WORK REQUEST
Your answer needs to include each line of the records in which the string "This" can be found.
___ RECORDED INFORMATION ___
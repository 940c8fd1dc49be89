use std::collections::HashMap;

use candle_core::{DType, Device, Shape, Tensor};
use candle_nn::{var_builder::SimpleBackend, Init};

/// A backend for retrieving tensors that ensures compatibility with old tensor naming conventions.
/// This backend is able to handle the following cases:
///
/// 1. The model prefix is missing from the tensor name.
/// 2. Tensors are named as `beta` and `gamma` instead of `weight` and `bias`.
///
/// This struct wraps a `SimpleBackend` implementation and provides an additional
/// `model_name` field to support model-specific tensor retrieval operations.
pub struct CompatibilityTensorRetrievalBackend {
    inner: Box<dyn SimpleBackend>,
    model_name: String,
}

impl CompatibilityTensorRetrievalBackend {
    pub fn new(inner: Box<dyn SimpleBackend>, model_name: String) -> Self {
        Self { inner, model_name }
    }

    /// Create a new `CompatibilityTensorRetrievalBackend` from a `PthTensors` instance that reads
    /// tensors from a `.pth` file.
    pub fn from_pth<P: AsRef<std::path::Path>>(
        p: P,
        model_name: String,
    ) -> candle_core::Result<Self> {
        let pth = candle_core::pickle::PthTensors::new(p, None)?;
        Ok(Self::new(Box::new(pth), model_name))
    }

    /// Create a new `CompatibilityTensorRetrievalBackend` from a `MmapedSafetensors` instance that
    /// reads tensors from one or more `.safetensors` files.
    ///
    /// # Safety
    ///
    /// The files are memory mapped and must not be modified while the backend is alive.
    pub unsafe fn from_mmaped_safetensors<P: AsRef<std::path::Path>>(
        paths: &[P],
        model_name: String,
    ) -> candle_core::Result<Self> {
        let tensors = candle_core::safetensors::MmapedSafetensors::multi(paths)?;
        Ok(Self::new(Box::new(tensors), model_name))
    }

    /// Create a new `CompatibilityTensorRetrievalBackend` from tensors already in memory, such as
    /// the weights bundled in a traced model.
    pub fn from_tensors(tensors: HashMap<String, Tensor>, model_name: String) -> Self {
        Self::new(Box::new(tensors), model_name)
    }

    fn rename(&self, name: &str) -> String {
        if self.inner.contains_tensor(name) {
            return name.to_string();
        }

        let without_prefix = name
            .strip_prefix(&self.model_name)
            .and_then(|rest| rest.strip_prefix('.'))
            .unwrap_or(name);

        let replace_weight_bias = |s: &str| s.replace("weight", "gamma").replace("bias", "beta");

        let possible_names = [
            without_prefix.to_string(),
            replace_weight_bias(name),
            replace_weight_bias(without_prefix),
        ];

        for possible_name in possible_names.iter() {
            if self.inner.contains_tensor(possible_name) {
                return possible_name.to_string();
            }
        }

        name.to_string()
    }
}

impl SimpleBackend for CompatibilityTensorRetrievalBackend {
    fn get(
        &self,
        s: Shape,
        name: &str,
        h: Init,
        dtype: DType,
        dev: &Device,
    ) -> candle_core::Result<Tensor> {
        let renamed = self.rename(name);
        self.inner.get(s, &renamed, h, dtype, dev)
    }

    fn contains_tensor(&self, name: &str) -> bool {
        let renamed = self.rename(name);
        self.inner.contains_tensor(&renamed)
    }
}

#[cfg(test)]
mod tests {
    use super::CompatibilityTensorRetrievalBackend;
    use candle_core::{Device, Tensor};
    use candle_nn::var_builder::SimpleBackend;
    use std::collections::HashMap;

    fn backend(names: &[&str]) -> CompatibilityTensorRetrievalBackend {
        let tensors = names
            .iter()
            .map(|name| {
                (
                    name.to_string(),
                    Tensor::zeros(2, candle_core::DType::F32, &Device::Cpu).unwrap(),
                )
            })
            .collect::<HashMap<_, _>>();
        CompatibilityTensorRetrievalBackend::from_tensors(tensors, "bert".to_string())
    }

    #[test]
    fn test_missing_model_prefix() {
        let backend = backend(&["embeddings.word_embeddings.weight"]);
        assert!(backend.contains_tensor("bert.embeddings.word_embeddings.weight"));
    }

    #[test]
    fn test_gamma_beta_names() {
        let backend = backend(&["bert.embeddings.LayerNorm.gamma"]);
        assert!(backend.contains_tensor("bert.embeddings.LayerNorm.weight"));
        assert!(!backend.contains_tensor("bert.embeddings.LayerNorm.bias"));
    }
}
use candle_core::{DType, Module, Tensor, D};
use candle_nn::{embedding, layer_norm, linear, ops::softmax, Embedding, LayerNorm, Linear, VarBuilder};
use ner_export::{Error, Result};

use super::config::{BertConfig, HiddenAct};
use crate::config::PretrainedConfig;
use crate::model::{ForwardParams, PreTrainedModel};
use crate::utils::attn_mask::get_extended_attention_mask;

pub const BERT_DTYPE: DType = DType::F32;

/// The prefix of the base model tensors in BERT checkpoints.
pub const BERT_MODEL_NAME: &str = "bert";

struct HiddenActLayer {
    act: HiddenAct,
}

impl HiddenActLayer {
    fn new(act: HiddenAct) -> Self {
        Self { act }
    }
}

impl Module for HiddenActLayer {
    fn forward(&self, hidden_states: &Tensor) -> candle_core::Result<Tensor> {
        match self.act {
            HiddenAct::Gelu => hidden_states.gelu_erf(),
            HiddenAct::Relu => hidden_states.relu(),
        }
    }
}

struct BertEmbeddings {
    word_embeddings: Embedding,
    position_embeddings: Embedding,
    token_type_embeddings: Embedding,
    layer_norm: LayerNorm,
}

impl BertEmbeddings {
    fn load(vb: VarBuilder, config: &BertConfig) -> Result<Self> {
        let word_embeddings = embedding(
            config.vocab_size,
            config.hidden_size,
            vb.pp("word_embeddings"),
        )?;
        let position_embeddings = embedding(
            config.max_position_embeddings,
            config.hidden_size,
            vb.pp("position_embeddings"),
        )?;
        let token_type_embeddings = embedding(
            config.type_vocab_size,
            config.hidden_size,
            vb.pp("token_type_embeddings"),
        )?;
        let layer_norm = layer_norm(
            config.hidden_size,
            config.layer_norm_eps,
            vb.pp("LayerNorm"),
        )?;
        Ok(Self {
            word_embeddings,
            position_embeddings,
            token_type_embeddings,
            layer_norm,
        })
    }

    fn forward(&self, input_ids: &Tensor, token_type_ids: &Tensor) -> Result<Tensor> {
        let (_bsize, seq_len) = input_ids.dims2()?;
        let input_embeddings = self.word_embeddings.forward(input_ids)?;
        let token_type_embeddings = self.token_type_embeddings.forward(token_type_ids)?;
        let embeddings = (&input_embeddings + token_type_embeddings)?;
        let position_ids = Tensor::arange(0u32, seq_len as u32, input_ids.device())?;
        let embeddings =
            embeddings.broadcast_add(&self.position_embeddings.forward(&position_ids)?)?;
        Ok(self.layer_norm.forward(&embeddings)?)
    }
}

struct BertSelfAttention {
    query: Linear,
    key: Linear,
    value: Linear,
    num_attention_heads: usize,
    attention_head_size: usize,
}

impl BertSelfAttention {
    fn load(vb: VarBuilder, config: &BertConfig) -> Result<Self> {
        let attention_head_size = config.hidden_size / config.num_attention_heads;
        let all_head_size = config.num_attention_heads * attention_head_size;
        let hidden_size = config.hidden_size;
        let query = linear(hidden_size, all_head_size, vb.pp("query"))?;
        let key = linear(hidden_size, all_head_size, vb.pp("key"))?;
        let value = linear(hidden_size, all_head_size, vb.pp("value"))?;
        Ok(Self {
            query,
            key,
            value,
            num_attention_heads: config.num_attention_heads,
            attention_head_size,
        })
    }

    fn transpose_for_scores(&self, xs: &Tensor) -> candle_core::Result<Tensor> {
        let (b_sz, seq_len, _) = xs.dims3()?;
        xs.reshape((
            b_sz,
            seq_len,
            self.num_attention_heads,
            self.attention_head_size,
        ))?
        .transpose(1, 2)?
        .contiguous()
    }

    /// `attention_mask` is the extended mask, broadcastable to the attention scores.
    fn forward(&self, hidden_states: &Tensor, attention_mask: &Tensor) -> Result<Tensor> {
        let query_layer = self.transpose_for_scores(&self.query.forward(hidden_states)?)?;
        let key_layer = self.transpose_for_scores(&self.key.forward(hidden_states)?)?;
        let value_layer = self.transpose_for_scores(&self.value.forward(hidden_states)?)?;

        let attention_scores = query_layer.matmul(&key_layer.t()?)?;
        let attention_scores = (attention_scores / (self.attention_head_size as f64).sqrt())?;
        let attention_scores = attention_scores.broadcast_add(attention_mask)?;
        let attention_probs = softmax(&attention_scores, D::Minus1)?;

        let context_layer = attention_probs.matmul(&value_layer)?;
        let context_layer = context_layer.transpose(1, 2)?.contiguous()?;
        Ok(context_layer.flatten_from(D::Minus2)?)
    }
}

/// Dense projection followed by a residual connection and layer normalization. Used both after
/// the self attention and after the intermediate layer.
struct BertResidualOutput {
    dense: Linear,
    layer_norm: LayerNorm,
}

impl BertResidualOutput {
    fn load(vb: VarBuilder, in_dim: usize, config: &BertConfig) -> Result<Self> {
        let dense = linear(in_dim, config.hidden_size, vb.pp("dense"))?;
        let layer_norm = layer_norm(
            config.hidden_size,
            config.layer_norm_eps,
            vb.pp("LayerNorm"),
        )?;
        Ok(Self { dense, layer_norm })
    }

    fn forward(&self, hidden_states: &Tensor, input_tensor: &Tensor) -> Result<Tensor> {
        let hidden_states = self.dense.forward(hidden_states)?;
        Ok(self.layer_norm.forward(&(hidden_states + input_tensor)?)?)
    }
}

struct BertLayer {
    self_attention: BertSelfAttention,
    attention_output: BertResidualOutput,
    intermediate: Linear,
    intermediate_act: HiddenActLayer,
    output: BertResidualOutput,
}

impl BertLayer {
    fn load(vb: VarBuilder, config: &BertConfig) -> Result<Self> {
        let self_attention = BertSelfAttention::load(vb.pp("attention.self"), config)?;
        let attention_output =
            BertResidualOutput::load(vb.pp("attention.output"), config.hidden_size, config)?;
        let intermediate = linear(
            config.hidden_size,
            config.intermediate_size,
            vb.pp("intermediate.dense"),
        )?;
        let output = BertResidualOutput::load(vb.pp("output"), config.intermediate_size, config)?;
        Ok(Self {
            self_attention,
            attention_output,
            intermediate,
            intermediate_act: HiddenActLayer::new(config.hidden_act),
            output,
        })
    }

    fn forward(&self, hidden_states: &Tensor, attention_mask: &Tensor) -> Result<Tensor> {
        let self_outputs = self.self_attention.forward(hidden_states, attention_mask)?;
        let attention_output = self
            .attention_output
            .forward(&self_outputs, hidden_states)?;
        let intermediate_output = self
            .intermediate_act
            .forward(&self.intermediate.forward(&attention_output)?)?;
        self.output.forward(&intermediate_output, &attention_output)
    }
}

/// The BERT encoder stack, without the pooler (token classification checkpoints are saved
/// without it).
pub struct Bert {
    embeddings: BertEmbeddings,
    layers: Vec<BertLayer>,
}

impl Bert {
    pub fn load(vb: VarBuilder, config: &BertConfig) -> Result<Self> {
        let embeddings = BertEmbeddings::load(vb.pp("embeddings"), config)?;
        let layers = (0..config.num_hidden_layers)
            .map(|index| BertLayer::load(vb.pp(format!("encoder.layer.{index}")), config))
            .collect::<Result<Vec<_>>>()?;
        Ok(Self { embeddings, layers })
    }

    /// Runs the encoder and returns the hidden states of every position, with shape
    /// `(batch_size, seq_len, hidden_size)`.
    pub fn forward_return_sequence(
        &self,
        input_ids: &Tensor,
        attention_mask: Option<&Tensor>,
        token_type_ids: Option<&Tensor>,
    ) -> Result<Tensor> {
        let token_type_ids = match token_type_ids {
            Some(token_type_ids) => token_type_ids.clone(),
            None => input_ids.zeros_like()?,
        };
        let attention_mask = match attention_mask {
            Some(attention_mask) => attention_mask.clone(),
            None => input_ids.ones_like()?,
        };
        let hidden_states = self.embeddings.forward(input_ids, &token_type_ids)?;
        let extended_attention_mask =
            get_extended_attention_mask(&attention_mask, hidden_states.dtype())?;
        let mut hidden_states = hidden_states;
        for layer in self.layers.iter() {
            hidden_states = layer.forward(&hidden_states, &extended_attention_mask)?;
        }
        Ok(hidden_states)
    }
}

/// BERT with a linear classification head on top of every token hidden state.
pub struct BertForTokenClassification {
    model: Bert,
    classifier: Linear,
    config: BertConfig,
}

impl BertForTokenClassification {
    pub fn get_bert_config(&self) -> &BertConfig {
        &self.config
    }
}

impl PreTrainedModel for BertForTokenClassification {
    fn load(vb: VarBuilder, config: serde_json::Value) -> Result<Self> {
        let config: BertConfig = serde_json::from_value(config)?;
        let model = Bert::load(vb.pp(BERT_MODEL_NAME), &config)?;
        let classifier = linear(
            config.hidden_size,
            config.pretrained_config.num_labels(),
            vb.pp("classifier"),
        )?;

        Ok(Self {
            model,
            classifier,
            config,
        })
    }

    fn forward(&self, params: ForwardParams) -> Result<Tensor> {
        let input_ids = params
            .get_input_ids()
            .ok_or(Error::MissingForwardParam("input_ids".to_string()))?;
        let sequence_output = self.model.forward_return_sequence(
            input_ids,
            params.get_attention_mask(),
            params.get_token_type_ids(),
        )?;
        Ok(self.classifier.forward(&sequence_output)?)
    }

    fn config(&self) -> &PretrainedConfig {
        &self.config.pretrained_config
    }
}

#[cfg(test)]
mod tests {
    use super::BertForTokenClassification;
    use crate::model::{ForwardParams, PreTrainedModel};
    use candle_core::{DType, Device, IndexOp, Tensor};
    use candle_nn::{VarBuilder, VarMap};

    fn tiny_config() -> serde_json::Value {
        serde_json::json!({
            "model_type": "bert",
            "vocab_size": 16,
            "hidden_size": 8,
            "num_hidden_layers": 2,
            "num_attention_heads": 2,
            "intermediate_size": 16,
            "hidden_act": "gelu",
            "max_position_embeddings": 32,
            "type_vocab_size": 2,
            "layer_norm_eps": 1e-12,
            "id2label": {"0": "O", "1": "B-PER", "2": "I-PER"}
        })
    }

    fn tiny_model() -> BertForTokenClassification {
        let varmap = VarMap::new();
        let vb = VarBuilder::from_varmap(&varmap, DType::F32, &Device::Cpu);
        BertForTokenClassification::load(vb, tiny_config()).unwrap()
    }

    #[test]
    fn test_logits_shape() {
        let model = tiny_model();
        let input_ids = Tensor::new(&[[1u32, 5, 6, 2]], &Device::Cpu).unwrap();
        let logits = model
            .forward(ForwardParams::new(Some(&input_ids), None, None))
            .unwrap();
        assert_eq!(logits.dims(), &[1, 4, 3]);
    }

    #[test]
    fn test_padding_is_masked() {
        let model = tiny_model();
        let input_ids = Tensor::new(&[[1u32, 5, 6, 2]], &Device::Cpu).unwrap();
        let padded_ids = Tensor::new(&[[1u32, 5, 6, 2, 0, 0]], &Device::Cpu).unwrap();
        let padded_mask = Tensor::new(&[[1u8, 1, 1, 1, 0, 0]], &Device::Cpu).unwrap();

        let logits = model
            .forward(ForwardParams::new(Some(&input_ids), None, None))
            .unwrap();
        let padded_logits = model
            .forward(ForwardParams::new(
                Some(&padded_ids),
                Some(&padded_mask),
                None,
            ))
            .unwrap()
            .i((.., 0..4, ..))
            .unwrap();

        let diff = (logits - padded_logits)
            .unwrap()
            .abs()
            .unwrap()
            .flatten_all()
            .unwrap()
            .max(0)
            .unwrap()
            .to_scalar::<f32>()
            .unwrap();
        assert!(diff < 1e-5, "padding changed the logits by {diff}");
    }
}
___
PROBLEM SOLUTION
/// This backend is able to handle the following cases:
/// This struct wraps a `SimpleBackend` implementation and provides an additional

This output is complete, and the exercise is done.